• **YOUR TASK**
Could you reproduce all of the records exactly?
WORKING DATA section start
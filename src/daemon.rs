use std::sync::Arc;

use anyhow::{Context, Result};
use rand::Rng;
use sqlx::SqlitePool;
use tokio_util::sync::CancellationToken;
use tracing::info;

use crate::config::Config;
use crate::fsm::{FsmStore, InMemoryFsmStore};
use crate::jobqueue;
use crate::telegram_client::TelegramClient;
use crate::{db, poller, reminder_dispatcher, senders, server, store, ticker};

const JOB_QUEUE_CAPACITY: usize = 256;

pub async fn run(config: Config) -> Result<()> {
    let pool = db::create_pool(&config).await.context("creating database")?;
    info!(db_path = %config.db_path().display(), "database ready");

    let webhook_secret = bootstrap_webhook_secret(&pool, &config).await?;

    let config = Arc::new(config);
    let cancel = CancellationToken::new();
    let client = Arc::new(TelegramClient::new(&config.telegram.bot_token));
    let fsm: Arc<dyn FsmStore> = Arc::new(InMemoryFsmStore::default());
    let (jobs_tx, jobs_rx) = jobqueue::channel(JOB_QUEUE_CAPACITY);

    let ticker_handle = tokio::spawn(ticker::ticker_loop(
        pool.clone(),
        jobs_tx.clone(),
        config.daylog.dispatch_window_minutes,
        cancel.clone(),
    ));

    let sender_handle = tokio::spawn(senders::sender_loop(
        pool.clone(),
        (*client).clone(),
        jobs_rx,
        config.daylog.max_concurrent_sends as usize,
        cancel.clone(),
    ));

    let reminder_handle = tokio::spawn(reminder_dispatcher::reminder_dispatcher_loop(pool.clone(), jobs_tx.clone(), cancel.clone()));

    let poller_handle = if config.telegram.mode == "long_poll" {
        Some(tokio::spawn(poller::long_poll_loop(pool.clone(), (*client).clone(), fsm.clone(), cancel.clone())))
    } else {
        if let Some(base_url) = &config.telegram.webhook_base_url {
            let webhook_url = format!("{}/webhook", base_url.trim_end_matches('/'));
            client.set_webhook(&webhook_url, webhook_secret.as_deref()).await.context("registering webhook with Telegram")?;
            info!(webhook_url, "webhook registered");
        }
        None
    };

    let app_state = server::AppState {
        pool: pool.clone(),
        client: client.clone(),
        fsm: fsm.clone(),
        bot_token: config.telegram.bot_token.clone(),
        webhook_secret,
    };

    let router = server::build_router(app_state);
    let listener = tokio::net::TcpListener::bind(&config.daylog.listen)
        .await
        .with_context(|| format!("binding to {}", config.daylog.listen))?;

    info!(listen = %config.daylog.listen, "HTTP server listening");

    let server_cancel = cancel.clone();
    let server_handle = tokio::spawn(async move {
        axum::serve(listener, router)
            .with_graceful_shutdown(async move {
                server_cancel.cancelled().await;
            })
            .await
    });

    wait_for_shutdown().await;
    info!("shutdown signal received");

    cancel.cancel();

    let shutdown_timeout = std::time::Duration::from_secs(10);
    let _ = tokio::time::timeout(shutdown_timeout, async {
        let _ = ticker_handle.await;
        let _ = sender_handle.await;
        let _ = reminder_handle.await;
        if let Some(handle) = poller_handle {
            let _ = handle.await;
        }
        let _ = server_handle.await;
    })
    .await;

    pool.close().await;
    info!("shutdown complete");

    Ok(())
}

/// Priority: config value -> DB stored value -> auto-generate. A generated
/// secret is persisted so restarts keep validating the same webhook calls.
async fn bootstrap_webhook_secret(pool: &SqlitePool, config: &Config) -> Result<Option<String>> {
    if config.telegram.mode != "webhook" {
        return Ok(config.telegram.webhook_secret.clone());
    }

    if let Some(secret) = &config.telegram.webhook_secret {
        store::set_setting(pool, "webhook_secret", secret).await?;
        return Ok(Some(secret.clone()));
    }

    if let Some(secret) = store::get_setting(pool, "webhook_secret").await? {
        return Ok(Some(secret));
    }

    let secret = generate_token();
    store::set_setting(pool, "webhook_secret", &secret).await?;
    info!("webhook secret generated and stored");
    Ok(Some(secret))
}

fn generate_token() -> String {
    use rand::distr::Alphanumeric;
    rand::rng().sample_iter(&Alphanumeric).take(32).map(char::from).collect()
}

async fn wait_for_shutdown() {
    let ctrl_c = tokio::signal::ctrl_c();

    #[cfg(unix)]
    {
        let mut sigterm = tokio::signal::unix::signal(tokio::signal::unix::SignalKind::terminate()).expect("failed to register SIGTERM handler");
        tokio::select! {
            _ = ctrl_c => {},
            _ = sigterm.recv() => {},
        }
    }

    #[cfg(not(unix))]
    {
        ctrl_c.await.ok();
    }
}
WORKING DATA section end
• **RESULT FOR THIS EXERCISE**
filename src/daemon.rs
use std::sync::Arc;

use anyhow::{Context, Result};
use rand::Rng;
use sqlx::SqlitePool;
use tokio_util::sync::CancellationToken;
use tracing::info;

use crate::config::Config;
use crate::fsm::{FsmStore, InMemoryFsmStore};
use crate::jobqueue;
use crate::telegram_client::TelegramClient;
use crate::{db, poller, reminder_dispatcher, senders, server, store, ticker};

const JOB_QUEUE_CAPACITY: usize = 256;

pub async fn run(config: Config) -> Result<()> {
    let pool = db::create_pool(&config).await.context("creating database")?;
    info!(db_path = %config.db_path().display(), "database ready");

    let webhook_secret = bootstrap_webhook_secret(&pool, &config).await?;

    let config = Arc::new(config);
    let cancel = CancellationToken::new();
    let client = Arc::new(TelegramClient::new(&config.telegram.bot_token));
    let fsm: Arc<dyn FsmStore> = Arc::new(InMemoryFsmStore::default());
    let (jobs_tx, jobs_rx) = jobqueue::channel(JOB_QUEUE_CAPACITY);

    let ticker_handle = tokio::spawn(ticker::ticker_loop(
        pool.clone(),
        jobs_tx.clone(),
        config.daylog.dispatch_window_minutes,
        cancel.clone(),
    ));

    let sender_handle = tokio::spawn(senders::sender_loop(
        pool.clone(),
        (*client).clone(),
        jobs_rx,
        config.daylog.max_concurrent_sends as usize,
        cancel.clone(),
    ));

    let reminder_handle = tokio::spawn(reminder_dispatcher::reminder_dispatcher_loop(pool.clone(), jobs_tx.clone(), cancel.clone()));

    let poller_handle = if config.telegram.mode == "long_poll" {
        Some(tokio::spawn(poller::long_poll_loop(pool.clone(), (*client).clone(), fsm.clone(), cancel.clone())))
    } else {
        if let Some(base_url) = &config.telegram.webhook_base_url {
            let webhook_url = format!("{}/webhook", base_url.trim_end_matches('/'));
            client.set_webhook(&webhook_url, webhook_secret.as_deref()).await.context("registering webhook with Telegram")?;
            info!(webhook_url, "webhook registered");
        }
        None
    };

    let app_state = server::AppState {
        pool: pool.clone(),
        client: client.clone(),
        fsm: fsm.clone(),
        bot_token: config.telegram.bot_token.clone(),
        webhook_secret,
    };

    let router = server::build_router(app_state);
    let listener = tokio::net::TcpListener::bind(&config.daylog.listen)
        .await
        .with_context(|| format!("binding to {}", config.daylog.listen))?;

    info!(listen = %config.daylog.listen, "HTTP server listening");

    let server_cancel = cancel.clone();
    let server_handle = tokio::spawn(async move {
        axum::serve(listener, router)
            .with_graceful_shutdown(async move {
                server_cancel.cancelled().await;
            })
            .await
    });

    wait_for_shutdown().await;
    info!("shutdown signal received");

    cancel.cancel();

    let shutdown_timeout = std::time::Duration::from_secs(10);
    let _ = tokio::time::timeout(shutdown_timeout, async {
        let _ = ticker_handle.await;
        let _ = sender_handle.await;
        let _ = reminder_handle.await;
        if let Some(handle) = poller_handle {
            let _ = handle.await;
        }
        let _ = server_handle.await;
    })
    .await;

    pool.close().await;
    info!("shutdown complete");

    Ok(())
}

/// Priority: config value -> DB stored value -> auto-generate. A generated
/// secret is persisted so restarts keep validating the same webhook calls.
async fn bootstrap_webhook_secret(pool: &SqlitePool, config: &Config) -> Result<Option<String>> {
    if config.telegram.mode != "webhook" {
        return Ok(config.telegram.webhook_secret.clone());
    }

    if let Some(secret) = &config.telegram.webhook_secret {
        store::set_setting(pool, "webhook_secret", secret).await?;
        return Ok(Some(secret.clone()));
    }

    if let Some(secret) = store::get_setting(pool, "webhook_secret").await? {
        return Ok(Some(secret));
    }

    let secret = generate_token();
    store::set_setting(pool, "webhook_secret", &secret).await?;
    info!("webhook secret generated and stored");
    Ok(Some(secret))
}

fn generate_token() -> String {
    use rand::distr::Alphanumeric;
    rand::rng().sample_iter(&Alphanumeric).take(32).map(char::from).collect()
}

async fn wait_for_shutdown() {
    let ctrl_c = tokio::signal::ctrl_c();

    #[cfg(unix)]
    {
        let mut sigterm = tokio::signal::unix::signal(tokio::signal::unix::SignalKind::terminate()).expect("failed to register SIGTERM handler");
        tokio::select! {
            _ = ctrl_c => {},
            _ = sigterm.recv() => {},
        }
    }

    #[cfg(not(unix))]
    {
        ctrl_c.await.ok();
    }
}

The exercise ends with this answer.